Following euthanasia, proximal tibias from treatment limbs were harvested, wrapped in parafilm to prevent dehydration, and imaged. Animals in the first study were imaged with an Xradia 520 Versa (Carl Zeiss XRM, Pleasanton, CA, USA) at a voxel size of 26 μm (80 kV, 86–88 μA, 0.5 s excitation, 801 projections). Automated centering and beam hardening corrections were applied using the Scout-and-Scan Control System Reconstructor software (version 14.0.14829.38124). Animals from the second study were imaged with SCANCO μCT50 (Scanco Medical, Basserdorf, Switzerland) at a voxel size of 17.2 μm (70 kV, 200 μA, 0.5 s excitation, 1000 projections). Reconstructions were imported into Dragonfly (version 4.1, Object Research Systems, Montreal, Canada) and an Otsu’s algorithm50 was implemented to separate ranges of the histogram and binarize the data set. Segmentation of cortical and trabecular bone was performed using the Buie Method51, excluding the fibula, and evaluating equal volumes above and below the growth plate to accommodate any variability in scaffold position. The bone analysis plugin for Dragonfly (version 4.1, Object Research Systems, Montreal, Canada) was used to evaluate bone volume fraction (BV/TV) as well as trabecular thickness (Tb.Th.) and trabecular spacing (Tb.Sp.) using a sphere fitting algorithm52.

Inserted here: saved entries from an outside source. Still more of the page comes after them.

//! Top-N publication selection by prediction-distribution metric.
//!
//! High entropy / low standard deviation means the model is unsure which goal
//! fits, which is what active-learning exploration wants to surface.

use std::fmt;
use std::str::FromStr;

use serde::{Deserialize, Serialize};

use crate::distribution::{entropy, stddev};
use crate::error::{EngineError, Result};

#[derive(Debug, Clone, Copy, PartialEq, Eq, Serialize, Deserialize)]
#[serde(rename_all = "snake_case")]
pub enum RankMetric {
    Entropy,
    StandardDeviation,
}

impl FromStr for RankMetric {
    type Err = EngineError;

    fn from_str(s: &str) -> Result<Self> {
        match s.trim().to_ascii_lowercase().as_str() {
            "entropy" => Ok(Self::Entropy),
            "standard_deviation" | "std" => Ok(Self::StandardDeviation),
            other => Err(EngineError::invalid(format!(
                "unknown metric `{other}` (expected entropy | standard_deviation)"
            ))),
        }
    }
}

impl fmt::Display for RankMetric {
    fn fmt(&self, f: &mut fmt::Formatter<'_>) -> fmt::Result {
        f.write_str(match self {
            Self::Entropy => "entropy",
            Self::StandardDeviation => "standard_deviation",
        })
    }
}

#[derive(Debug, Clone, Copy, PartialEq, Eq, Serialize, Deserialize)]
#[serde(rename_all = "snake_case")]
pub enum RankOrder {
    /// Highest values first.
    Top,
    /// Lowest values first.
    Bottom,
}

impl FromStr for RankOrder {
    type Err = EngineError;

    fn from_str(s: &str) -> Result<Self> {
        match s.trim().to_ascii_lowercase().as_str() {
            "top" => Ok(Self::Top),
            "bottom" => Ok(Self::Bottom),
            other => Err(EngineError::invalid(format!(
                "unknown order `{other}` (expected top | bottom)"
            ))),
        }
    }
}

/// Stored prediction values for one publication.
#[derive(Debug, Clone, PartialEq, Serialize, Deserialize)]
pub struct PredictionRecord {
    pub publication_id: String,
    pub values: Vec<f64>,
}

impl PredictionRecord {
    pub fn new(publication_id: impl Into<String>, values: Vec<f64>) -> Self {
        Self {
            publication_id: publication_id.into(),
            values,
        }
    }

    pub fn metric(&self, metric: RankMetric) -> Result<f64> {
        match metric {
            RankMetric::Entropy => Ok(entropy(&self.values)),
            RankMetric::StandardDeviation => stddev(&self.values),
        }
    }
}

#[derive(Debug, Clone, PartialEq, Serialize)]
pub struct RankedPublication {
    pub publication_id: String,
    pub value: f64,
}

/// String-keyed entry point: validates `metric` and `order` names.
pub fn top_n(
    metric: &str,
    order: &str,
    n: usize,
    records: &[PredictionRecord],
) -> Result<Vec<RankedPublication>> {
    top_n_by(metric.parse()?, order.parse()?, n, records)
}

pub fn top_n_by(
    metric: RankMetric,
    order: RankOrder,
    n: usize,
    records: &[PredictionRecord],
) -> Result<Vec<RankedPublication>> {
    if n == 0 {
        return Err(EngineError::invalid("n must be positive"));
    }
    let scored = records
        .iter()
        .map(|r| {
            Ok(RankedPublication {
                publication_id: r.publication_id.clone(),
                value: r.metric(metric)?,
            })
        })
        .collect::<Result<Vec<_>>>()?;
    select(order, n, scored)
}

/// Sort precomputed values and keep `n`. Ties keep input order.
pub fn select(
    order: RankOrder,
    n: usize,
    mut scored: Vec<RankedPublication>,
) -> Result<Vec<RankedPublication>> {
    if n == 0 {
        return Err(EngineError::invalid("n must be positive"));
    }
    // sort_by is stable
    match order {
        RankOrder::Top => scored.sort_by(|a, b| b.value.total_cmp(&a.value)),
        RankOrder::Bottom => scored.sort_by(|a, b| a.value.total_cmp(&b.value)),
    }
    scored.truncate(n);
    Ok(scored)
}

Histology and immunohistochemistry evaluation of in vivo study samples

Tissues were fixed in 10% neutral-buffered formalin for 7 days and then decalcified in 14% ethylenediaminetetraacetic acid for up to 4 months. After decalcification, samples were embedded in paraffin, coronally sectioned (5 μm), standard Alcian Blue Hematoxylin was performed to assess repair tissue. For immunohistochemistry, samples were pretreated (hyaluronidase 200 U mL−1) for one hour at 37 °C. Sections were blocked with 10% Normal Goat Serum in Tris Buffered Saline (TBS) and subsequently treated with a primary antibody against collagen type II (1:100, Iowa hybridoma bank) overnight at 4 °C. The secondary antibody, peroxidase-conjugated goat anti-mouse IgG (Jackson ImmunoResearch), was diluted 1:500 and incubated at room temperature for 1 h. Slides were developed using the DAB substrate kit (Vector Laboratories). Negative controls were prepared by omitting the primary antibody. Slides were digitized with the Axio Scan.Z1 (Zeiss).

Statistical analysis

All data reported are mean ± standard deviation. Pillar diameter measures were not homogeneous or normally distributed so a Kruskal–Wallis test (one-sided) was used to evaluate differences across formulations. Compressive modulus across the three formulations was evaluated using a one-way analysis of variance (ANOVA) with Tukey’s HSD post hoc test to correct for multiple comparisons (two-sided). Differences between empty and infilled scaffolds were assessed with a t-test (two-sided). A two-sample t-test was used to assess differences between the gel only and gel + 3D print for MMPs (two-sided). Comparisons between groups in all in vivo analyses were evaluated using a two-way ANOVA with Tukey’s HSD post hoc test for multiple comparisons (two-sided). All statistical tests were evaluated as two-sided, and significance was set at p < 0.05. All statistical analysis was performed using GraphPad Prism (v 9.0.1, GraphPad Software).

Reporting summary

Further information on research design is available in the Nature Research Reporting Summary linked to this article.